ML regression-based predictive modeling for disease outbreak threshold estimation
Metadatos
Mostrar el registro completo del ítemEditorial
Universidad de Granada
Materia
Blood Smears Diagnostic accuracy Parasite detection Automated diagnosis
Fecha
2024-12-31Referencia bibliográfica
G. Prabhakar, Spurthi Vadlakonda, Vanam snehitha, Sravani Siddam (2024). ML regression-based predictive modeling for disease outbreak threshold estimation. Journal for Educators, Teachers and Trainers,Vol.15(5).435-443. ISSN 1989-9572
Resumen
Malaria diagnosis relied heavily on manual microscopy, where a skilled technician examines blood
smears under a microscope to identify and count malaria parasites. This method, established in the early
1900s, has been the gold standard for malaria diagnosis but is labor-intensive, time-consuming, and
requires significant expertise. In regions with limited healthcare resources, this has often led to
misdiagnosis or delayed treatment. The objective of this study is to leverage ML learning techniques to
develop an automated, accurate, and efficient diagnostic tool for detecting malaria infections from
medical images, thereby improving diagnostic accuracy and reducing the time required for analysis.

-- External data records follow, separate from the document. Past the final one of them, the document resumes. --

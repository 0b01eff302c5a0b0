//! Friends-of-friends linking: comparison predicates and the group-finding
//! engine.
//!
//! The engine consumes a [`KdTree`](crate::kdtree::KdTree), a
//! [`FofPredicate`] with its [`LinkParams`], and an optional
//! [`LinkFilter`], and produces a dense label array. Two modes exist:
//! standalone component finding ([`fof_criterion`]) and predicate-guided
//! marking of pre-existing labels ([`search_criterion`]), which is the
//! primitive the iterative expansion passes are built on.

pub mod engine;
pub mod predicate;

pub use engine::{fof, fof_criterion, fof_nn_criterion, search_criterion, FofOutcome};
pub use predicate::{FofPredicate, LinkFilter, LinkParams};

The title "ML Learning-Based Analysis for Malaria Infection Diagnosis" refers to the application of ML
learning algorithms, a subset of machine learning, to analyze medical images and diagnose malaria
infections. The approach aims to automate the detection process, making it faster and more reliable
compared to traditional methods. Before the advent of machine learning or AI, the primary method for
diagnosing malaria was manual microscopy, as mentioned earlier. This involved staining blood smears
with special dyes, followed by meticulous examination under a microscope. The accuracy of this
method largely depended on the technician’s experience and the quality of the equipment, which could
vary significantly, especially in low-resource settings. Traditional microscopy for malaria diagnosis,
while effective, has several limitations, including the need for skilled personnel, the potential for human
error, and the slow turnaround time for results. The motivation for this research stems from the need to
address the shortcomings of traditional malaria diagnostic methods. With the global burden of malaria
remaining high, especially in low-income countries, there is a pressing need for diagnostic tools that
are not only accurate but also accessible and scalable. The proposed system involves the development
of a ML learning model trained on a large dataset of labeled blood smear images. This model will
automatically detect and classify malaria parasites in the images, offering a quick and accurate diagnosis. By reducing reliance on human expertise, this system can provide consistent results across
different settings, enhance early detection, and enable prompt treatment, ultimately contributing to
better malaria control and eradication efforts.